◆ WHAT YOU SHOULD DO ◆
In the material below, find each line that contains the word "documents" and copy it.
#### GIVEN RECORDS
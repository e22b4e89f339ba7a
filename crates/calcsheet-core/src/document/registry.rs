//! Process-wide document registry.
//!
//! The registry is the only owner of live worksheets. Everyone else,
//! including the execution engine, holds [`DocHandle`]s: a document id
//! plus a weak pointer. A handle that fails to upgrade refers to a
//! document that has been closed, and any operation against it is
//! discarded the same way a stale callback is.

use std::collections::{HashMap, HashSet};
use std::sync::{Arc, RwLock, Weak};

use super::worksheet::{DocumentId, Worksheet};

type Slot = Arc<RwLock<Worksheet>>;

/// Non-owning handle to a registered worksheet.
#[derive(Clone, Debug)]
pub struct DocHandle {
    id: DocumentId,
    slot: Weak<RwLock<Worksheet>>,
}

impl DocHandle {
    /// The document id this handle refers to.
    pub fn id(&self) -> DocumentId {
        self.id
    }

    /// Upgrade to a strong reference, if the document is still alive.
    pub fn upgrade(&self) -> Option<Slot> {
        self.slot.upgrade()
    }

    /// Read the worksheet through the handle.
    ///
    /// Returns `None` when the document has been closed.
    pub fn with_read<F, R>(&self, f: F) -> Option<R>
    where
        F: FnOnce(&Worksheet) -> R,
    {
        let slot = self.slot.upgrade()?;
        let sheet = slot.read().expect("Worksheet lock poisoned");
        Some(f(&sheet))
    }

    /// Mutate the worksheet through the handle.
    pub fn with_write<F, R>(&self, f: F) -> Option<R>
    where
        F: FnOnce(&mut Worksheet) -> R,
    {
        let slot = self.slot.upgrade()?;
        let mut sheet = slot.write().expect("Worksheet lock poisoned");
        Some(f(&mut sheet))
    }
}

/// Registry of live worksheets, shared across threads.
#[derive(Clone, Default)]
pub struct DocumentRegistry {
    inner: Arc<RwLock<RegistryInner>>,
}

#[derive(Default)]
struct RegistryInner {
    documents: HashMap<DocumentId, Slot>,
    next_id: u64,
}

impl DocumentRegistry {
    /// Create an empty registry.
    pub fn new() -> Self {
        Self::default()
    }

    /// Allocate a fresh document id.
    pub fn allocate_id(&self) -> DocumentId {
        let mut inner = self.inner.write().expect("Registry lock poisoned");
        inner.next_id += 1;
        DocumentId(inner.next_id)
    }

    /// Register a worksheet and return a handle to it.
    pub fn insert(&self, sheet: Worksheet) -> DocHandle {
        let id = sheet.id;
        let slot: Slot = Arc::new(RwLock::new(sheet));
        let handle = DocHandle {
            id,
            slot: Arc::downgrade(&slot),
        };
        let mut inner = self.inner.write().expect("Registry lock poisoned");
        inner.documents.insert(id, slot);
        handle
    }

    /// Look up a handle by document id.
    pub fn handle(&self, id: DocumentId) -> Option<DocHandle> {
        let inner = self.inner.read().expect("Registry lock poisoned");
        inner.documents.get(&id).map(|slot| DocHandle {
            id,
            slot: Arc::downgrade(slot),
        })
    }

    /// Remove a worksheet. Outstanding handles go dead.
    pub fn remove(&self, id: DocumentId) -> bool {
        let mut inner = self.inner.write().expect("Registry lock poisoned");
        inner.documents.remove(&id).is_some()
    }

    /// The transitive set of documents imported by `root`, excluding
    /// `root` itself. Cycle-safe: each document is visited once.
    pub fn import_closure(&self, root: DocumentId) -> HashSet<DocumentId> {
        let inner = self.inner.read().expect("Registry lock poisoned");
        let mut closure = HashSet::new();
        let mut stack = vec![root];
        while let Some(id) = stack.pop() {
            let imports = match inner.documents.get(&id) {
                Some(slot) => slot
                    .read()
                    .expect("Worksheet lock poisoned")
                    .direct_imports(),
                None => continue,
            };
            for import in imports {
                if import != root && closure.insert(import) {
                    stack.push(import);
                }
            }
        }
        closure
    }

    /// Whether an edit to `edited` is relevant to a build of `root`:
    /// either the root itself or anything it transitively imports.
    pub fn edit_affects(&self, root: DocumentId, edited: DocumentId) -> bool {
        root == edited || self.import_closure(root).contains(&edited)
    }
}

impl std::fmt::Debug for DocumentRegistry {
    fn fmt(&self, f: &mut std::fmt::Formatter<'_>) -> std::fmt::Result {
        let inner = self.inner.read().expect("Registry lock poisoned");
        f.debug_struct("DocumentRegistry")
            .field("documents", &inner.documents.len())
            .finish()
    }
}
########
◆ RESULT OF THIS EXERCISE ◆
    documents: HashMap<DocumentId, Slot>,
        inner.documents.insert(id, slot);
        inner.documents.get(&id).map(|slot| DocHandle {
        inner.documents.remove(&id).is_some()
    /// The transitive set of documents imported by `root`, excluding
            let imports = match inner.documents.get(&id) {
            .field("documents", &inner.documents.len())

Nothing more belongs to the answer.